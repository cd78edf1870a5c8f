use std::sync::Arc;

use parking_lot::RwLock;

use crate::models::audio_models::CaptureEvent;
use crate::traits::capture_observer::CaptureObserver;

use super::executor::EventExecutor;

type ObserverSlot = Arc<RwLock<Option<Arc<dyn CaptureObserver>>>>;

/// Routes capture events to the single registered observer through a
/// serial executor.
///
/// The observer is resolved when the event is delivered, not when it is
/// posted. Events with no observer are dropped; nothing is buffered.
#[derive(Clone)]
pub struct FrameDispatcher {
    observer: ObserverSlot,
    executor: Arc<dyn EventExecutor>,
}

impl FrameDispatcher {
    pub fn new(executor: Arc<dyn EventExecutor>) -> Self {
        Self {
            observer: Arc::new(RwLock::new(None)),
            executor,
        }
    }

    /// Register the observer, replacing any previous one.
    pub fn set_observer(&self, observer: Arc<dyn CaptureObserver>) {
        *self.observer.write() = Some(observer);
    }

    pub fn clear_observer(&self) {
        self.observer.write().take();
    }

    pub fn has_observer(&self) -> bool {
        self.observer.read().is_some()
    }

    /// Queue `event` for delivery.
    pub fn dispatch(&self, event: CaptureEvent) {
        if !self.has_observer() {
            log::trace!("No observer registered, dropping {} event", event.kind());
            return;
        }

        let observer = Arc::clone(&self.observer);
        self.executor.post(Box::new(move || {
            let Some(observer) = observer.read().clone() else {
                return;
            };
            deliver(observer.as_ref(), &event);
        }));
    }
}

fn deliver(observer: &dyn CaptureObserver, event: &CaptureEvent) {
    match event {
        CaptureEvent::Started => observer.on_start(),
        CaptureEvent::Frame(frame) => observer.on_frame(frame),
        CaptureEvent::Stopped => observer.on_stop(),
        CaptureEvent::Error(message) => observer.on_error(message),
    }
}

#[cfg(test)]
mod tests {
    use super::*;
    use crate::dispatch::executor::DispatchThread;
    use crate::models::audio_models::VolumeEvent;
    use parking_lot::Mutex;

    #[derive(Default)]
    struct Recorder {
        calls: Mutex<Vec<String>>,
    }

    impl CaptureObserver for Recorder {
        fn on_start(&self) {
            self.calls.lock().push("start".into());
        }
        fn on_frame(&self, event: &VolumeEvent) {
            self.calls.lock().push(format!("frame:{}", event.volume));
        }
        fn on_stop(&self) {
            self.calls.lock().push("stop".into());
        }
        fn on_error(&self, message: &str) {
            self.calls.lock().push(format!("error:{}", message));
        }
    }

    fn frame(volume: u8) -> CaptureEvent {
        CaptureEvent::Frame(VolumeEvent {
            samples: vec![0; 4],
            volume,
            elapsed_ms: 0,
            sample_rate: 16_000,
            label: String::new(),
        })
    }

    #[test]
    fn delivers_each_variant_in_order() {
        let executor = Arc::new(DispatchThread::new());
        let dispatcher = FrameDispatcher::new(executor.clone());
        let recorder = Arc::new(Recorder::default());
        dispatcher.set_observer(recorder.clone());

        dispatcher.dispatch(CaptureEvent::Started);
        dispatcher.dispatch(frame(10));
        dispatcher.dispatch(frame(20));
        dispatcher.dispatch(CaptureEvent::Error("boom".into()));
        dispatcher.dispatch(CaptureEvent::Stopped);
        executor.flush();

        assert_eq!(
            *recorder.calls.lock(),
            vec!["start", "frame:10", "frame:20", "error:boom", "stop"]
        );
    }

    #[test]
    fn events_without_observer_are_dropped() {
        let executor = Arc::new(DispatchThread::new());
        let dispatcher = FrameDispatcher::new(executor.clone());
        dispatcher.dispatch(CaptureEvent::Started);
        dispatcher.dispatch(frame(50));

        let recorder = Arc::new(Recorder::default());
        dispatcher.set_observer(recorder.clone());
        dispatcher.dispatch(CaptureEvent::Stopped);
        executor.flush();

        assert_eq!(*recorder.calls.lock(), vec!["stop"]);
    }

    #[test]
    fn cleared_observer_stops_receiving() {
        let executor = Arc::new(DispatchThread::new());
        let dispatcher = FrameDispatcher::new(executor.clone());
        let recorder = Arc::new(Recorder::default());
        dispatcher.set_observer(recorder.clone());
        dispatcher.dispatch(CaptureEvent::Started);
        executor.flush();
        dispatcher.clear_observer();
        dispatcher.dispatch(CaptureEvent::Stopped);
        executor.flush();

        assert!(!dispatcher.has_observer());
        assert_eq!(*recorder.calls.lock(), vec!["start"]);
    }
}
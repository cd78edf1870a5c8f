use crate::models::audio_models::VolumeEvent;

/// Receiver for capture session notifications.
///
/// Called on the dispatcher's execution context, one call at a time and in
/// session order: `on_start`, any number of `on_frame`, then `on_stop`
/// (preceded by `on_error` if the session failed).
pub trait CaptureObserver: Send + Sync {
    /// Hardware recording has begun.
    fn on_start(&self);

    /// One block was read and measured.
    fn on_frame(&self, event: &VolumeEvent);

    /// The session has been torn down and the device released.
    fn on_stop(&self);

    /// Startup failed or the capture loop hit an error.
    fn on_error(&self, message: &str);
}
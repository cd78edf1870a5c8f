mod commands;

use anyhow::Result;
use clap::Parser;

/// Stream microphone volume frames as JSON lines.
#[derive(Parser, Debug)]
#[command(name = "mic-monitor")]
#[command(
    about = "Capture the microphone and print host-bridge messages, one JSON object per line"
)]
pub struct Args {
    /// Requested sample rate in Hz; 0 or negative uses 16000
    #[arg(long, default_value = "16000", allow_negative_numbers = true)]
    pub sample_rate: i64,

    /// Label echoed back as "type" on every frame
    #[arg(long, default_value = "")]
    pub label: String,

    /// Input device name (see --list-devices); defaults to the system default
    #[arg(long)]
    pub device: Option<String>,

    /// Seconds to record before stopping
    #[arg(long, default_value = "10")]
    pub seconds: u64,

    /// Print the available input devices and exit
    #[arg(long)]
    pub list_devices: bool,
}

fn main() -> Result<()> {
    env_logger::init();
    let args = Args::parse();

    if args.list_devices {
        commands::list_devices()
    } else {
        commands::record(&args)
    }
}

▸ Problem description: Wherever the string "VolumeEvent" is found in the listing above, copy the line that contains it.

▸ Written answer:
    use crate::models::audio_models::VolumeEvent;
        fn on_frame(&self, event: &VolumeEvent) {
        CaptureEvent::Frame(VolumeEvent {
use crate::models::audio_models::VolumeEvent;
    fn on_frame(&self, event: &VolumeEvent);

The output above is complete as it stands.